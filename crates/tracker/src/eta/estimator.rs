//! Stop-sequence ETA estimation.
//!
//! Given a snapshot of a route, works out where one student stands in the
//! current session and, when nothing has happened to them yet, when the bus
//! should reach them. The bus is assumed to visit stops strictly in stop
//! order, spending each pending student's configured minutes on the way.

use tracing::debug;

use crate::clock::{parse_clock, ClockTime};
use crate::eta::status::EtaStatus;
use crate::identifiers::StudentIdentifier;
use crate::models::event_log::EventViews;
use crate::models::roster::{sequence, DurationOverrides, Minutes, StudentEntry};
use crate::models::types::{EventType, Session};

/// Placeholder lead time shown for PM students while the bus is still on its
/// way to school.
pub const SCHOOL_ARRIVAL_PLACEHOLDER_MINUTES: Minutes = 10;

/// Computes the status of `student_id` for `session`.
///
/// Never fails: bad input degrades to [`EtaStatus::Unavailable`], missing
/// durations count as zero.
pub fn estimate(
    session: Session,
    student_id: &StudentIdentifier,
    trip_start_hm: Option<&str>,
    students: &[StudentEntry],
    overrides: &DurationOverrides,
    events: &EventViews<'_>,
) -> EtaStatus {
    let Some(start) = parse_clock(trip_start_hm) else {
        debug!(?trip_start_hm, "no usable trip start");
        return EtaStatus::Unavailable;
    };

    let route = sequence(students);
    let Some(me) = route.iter().copied().find(|s| &s.id == student_id) else {
        debug!(%student_id, "student is not sequenced on this route");
        return EtaStatus::Unavailable;
    };

    let plan = RoutePlan {
        route: &route,
        overrides,
        events,
    };

    match session {
        Session::Am => plan.morning(me, start),
        Session::Pm => plan.afternoon(me, start),
    }
}

struct RoutePlan<'r, 'e> {
    route: &'r [&'r StudentEntry],
    overrides: &'r DurationOverrides,
    events: &'r EventViews<'e>,
}

impl RoutePlan<'_, '_> {
    fn morning(&self, me: &StudentEntry, start: Minutes) -> EtaStatus {
        if me.done_am {
            let dropped = self.events.dropoff(EventType::DroppedSchoolAm, &me.id);
            return EtaStatus::AtSchool(dropped.and_then(|e| e.time()));
        }

        if let Some(at) = self
            .events
            .pickup(EventType::PickedAm, &me.id)
            .and_then(|e| e.time())
        {
            return EtaStatus::Picked(at);
        }

        let ahead = self
            .route
            .iter()
            .copied()
            .take_while(|s| s.id != me.id)
            .filter(|s| self.events.pickup(EventType::PickedAm, &s.id).is_none());

        EtaStatus::Estimated(ClockTime::wrapping(
            start.wrapping_add(self.minutes(ahead, Session::Am)),
        ))
    }

    fn afternoon(&self, me: &StudentEntry, start: Minutes) -> EtaStatus {
        let reached_school = self
            .events
            .dropoff(EventType::DroppedSchoolAm, &me.id)
            .is_some();
        if !reached_school && !me.done_am {
            return EtaStatus::NotAtSchool;
        }

        if me.done_pm {
            let dropped = self.events.dropoff(EventType::DroppedPm, &me.id);
            return EtaStatus::Home(dropped.and_then(|e| e.time()));
        }

        if let Some(at) = self
            .events
            .pickup(EventType::PickedSchoolPm, &me.id)
            .and_then(|e| e.time())
        {
            return EtaStatus::Picked(at);
        }

        let Some(arrival) = self.events.bus_event(EventType::BusArrivedSchool) else {
            return EtaStatus::AwaitingSchoolArrival(ClockTime::wrapping(
                start.wrapping_add(SCHOOL_ARRIVAL_PLACEHOLDER_MINUTES),
            ));
        };
        let Some(arrival) = arrival.time() else {
            debug!("school arrival recorded without a timestamp");
            return EtaStatus::Unavailable;
        };

        let ahead = self
            .route
            .iter()
            .copied()
            .take_while(|s| s.id != me.id)
            .filter(|s| self.events.dropoff(EventType::DroppedPm, &s.id).is_none());

        EtaStatus::Estimated(arrival.add_minutes(self.minutes(ahead, Session::Pm)))
    }

    /// Total stop time of `students`. Wraps instead of overflowing on absurd input.
    fn minutes<'s>(&self, students: impl Iterator<Item = &'s StudentEntry>, session: Session) -> Minutes {
        students.fold(0, |total: Minutes, s| {
            total.wrapping_add(self.overrides.effective_minutes(s, session))
        })
    }
}
//! Status values produced by the estimator and their legacy string forms.

use std::fmt;
use std::str::FromStr;

use crate::clock::{ClockTime, PLACEHOLDER};
use crate::models::types::TrackerError;

const NOT_AT_SCHOOL: &str = "NOT AT SCHOOL";
const AT_HOME: &str = "AT HOME";
const AT_SCHOOL: &str = "AT SCHOOL";
const HOME_PREFIX: &str = "HOME: ";
const SCHOOL_PREFIX: &str = "SCHOOL: ";
const PICKED_PREFIX: &str = "PICKED: ";
const AWAITING_SUFFIX: &str = " (at school)";

/// Where a student stands in today's run.
///
/// `Display` renders the exact strings dashboards have always matched on.
#[derive(Clone, Copy, Debug, PartialEq, Eq, Hash)]
pub enum EtaStatus {
    /// `--:--`
    Unavailable,
    /// `NOT AT SCHOOL`
    NotAtSchool,
    /// `HOME: HH:MM`, or `AT HOME` without a recorded time
    Home(Option<ClockTime>),
    /// `PICKED: HH:MM`
    Picked(ClockTime),
    /// `HH:MM (at school)`
    AwaitingSchoolArrival(ClockTime),
    /// `HH:MM`
    Estimated(ClockTime),
    /// `SCHOOL: HH:MM`, or `AT SCHOOL` without a recorded time
    AtSchool(Option<ClockTime>),
}

/// Coarse grouping used to pick a chip style on dashboards.
#[derive(Clone, Copy, Debug, PartialEq, Eq, Hash, strum::Display)]
#[strum(serialize_all = "kebab-case")]
pub enum StatusCategory {
    Unknown,
    NotAtSchool,
    AtHome,
    Picked,
    AtSchool,
    AwaitingSchoolArrival,
    Pending,
}

impl EtaStatus {
    pub fn category(&self) -> StatusCategory {
        match self {
            Self::Unavailable => StatusCategory::Unknown,
            Self::NotAtSchool => StatusCategory::NotAtSchool,
            Self::Home(_) => StatusCategory::AtHome,
            Self::Picked(_) => StatusCategory::Picked,
            Self::AwaitingSchoolArrival(_) => StatusCategory::AwaitingSchoolArrival,
            Self::Estimated(_) => StatusCategory::Pending,
            Self::AtSchool(_) => StatusCategory::AtSchool,
        }
    }

    /// The clock time carried by the status, recorded or predicted.
    pub fn time(&self) -> Option<ClockTime> {
        match *self {
            Self::Unavailable | Self::NotAtSchool => None,
            Self::Home(t) | Self::AtSchool(t) => t,
            Self::Picked(t) | Self::AwaitingSchoolArrival(t) | Self::Estimated(t) => Some(t),
        }
    }

    /// True for predictions, false for recorded facts and sentinels.
    pub fn is_estimate(&self) -> bool {
        matches!(self, Self::AwaitingSchoolArrival(_) | Self::Estimated(_))
    }
}

impl fmt::Display for EtaStatus {
    fn fmt(&self, f: &mut fmt::Formatter<'_>) -> fmt::Result {
        match self {
            Self::Unavailable => f.write_str(PLACEHOLDER),
            Self::NotAtSchool => f.write_str(NOT_AT_SCHOOL),
            Self::Home(Some(t)) => write!(f, "{HOME_PREFIX}{t}"),
            Self::Home(None) => f.write_str(AT_HOME),
            Self::Picked(t) => write!(f, "{PICKED_PREFIX}{t}"),
            Self::AwaitingSchoolArrival(t) => write!(f, "{t}{AWAITING_SUFFIX}"),
            Self::Estimated(t) => write!(f, "{t}"),
            Self::AtSchool(Some(t)) => write!(f, "{SCHOOL_PREFIX}{t}"),
            Self::AtSchool(None) => f.write_str(AT_SCHOOL),
        }
    }
}

impl FromStr for EtaStatus {
    type Err = TrackerError;

    fn from_str(s: &str) -> Result<Self, Self::Err> {
        let clock = |t: &str| t.parse::<ClockTime>().map_err(|_| TrackerError::InvalidStatus(s.to_string()));

        match s {
            PLACEHOLDER => return Ok(Self::Unavailable),
            NOT_AT_SCHOOL => return Ok(Self::NotAtSchool),
            AT_HOME => return Ok(Self::Home(None)),
            AT_SCHOOL => return Ok(Self::AtSchool(None)),
            _ => {}
        }

        if let Some(t) = s.strip_prefix(HOME_PREFIX) {
            Ok(Self::Home(Some(clock(t)?)))
        } else if let Some(t) = s.strip_prefix(SCHOOL_PREFIX) {
            Ok(Self::AtSchool(Some(clock(t)?)))
        } else if let Some(t) = s.strip_prefix(PICKED_PREFIX) {
            Ok(Self::Picked(clock(t)?))
        } else if let Some(t) = s.strip_suffix(AWAITING_SUFFIX) {
            Ok(Self::AwaitingSchoolArrival(clock(t)?))
        } else {
            Ok(Self::Estimated(clock(s)?))
        }
    }
}

#[cfg(feature = "serde")]
impl serde::Serialize for EtaStatus {
    fn serialize<S: serde::Serializer>(&self, serializer: S) -> Result<S::Ok, S::Error> {
        serializer.collect_str(self)
    }
}

#[cfg(feature = "serde")]
impl<'de> serde::Deserialize<'de> for EtaStatus {
    fn deserialize<D: serde::Deserializer<'de>>(deserializer: D) -> Result<Self, D::Error> {
        let s = <String as serde::Deserialize>::deserialize(deserializer)?;
        s.parse().map_err(serde::de::Error::custom)
    }
}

======

After reading the records above, say how many lines hold the string "StatusCategory", using only a number.

- **RESULT BELOW**: 9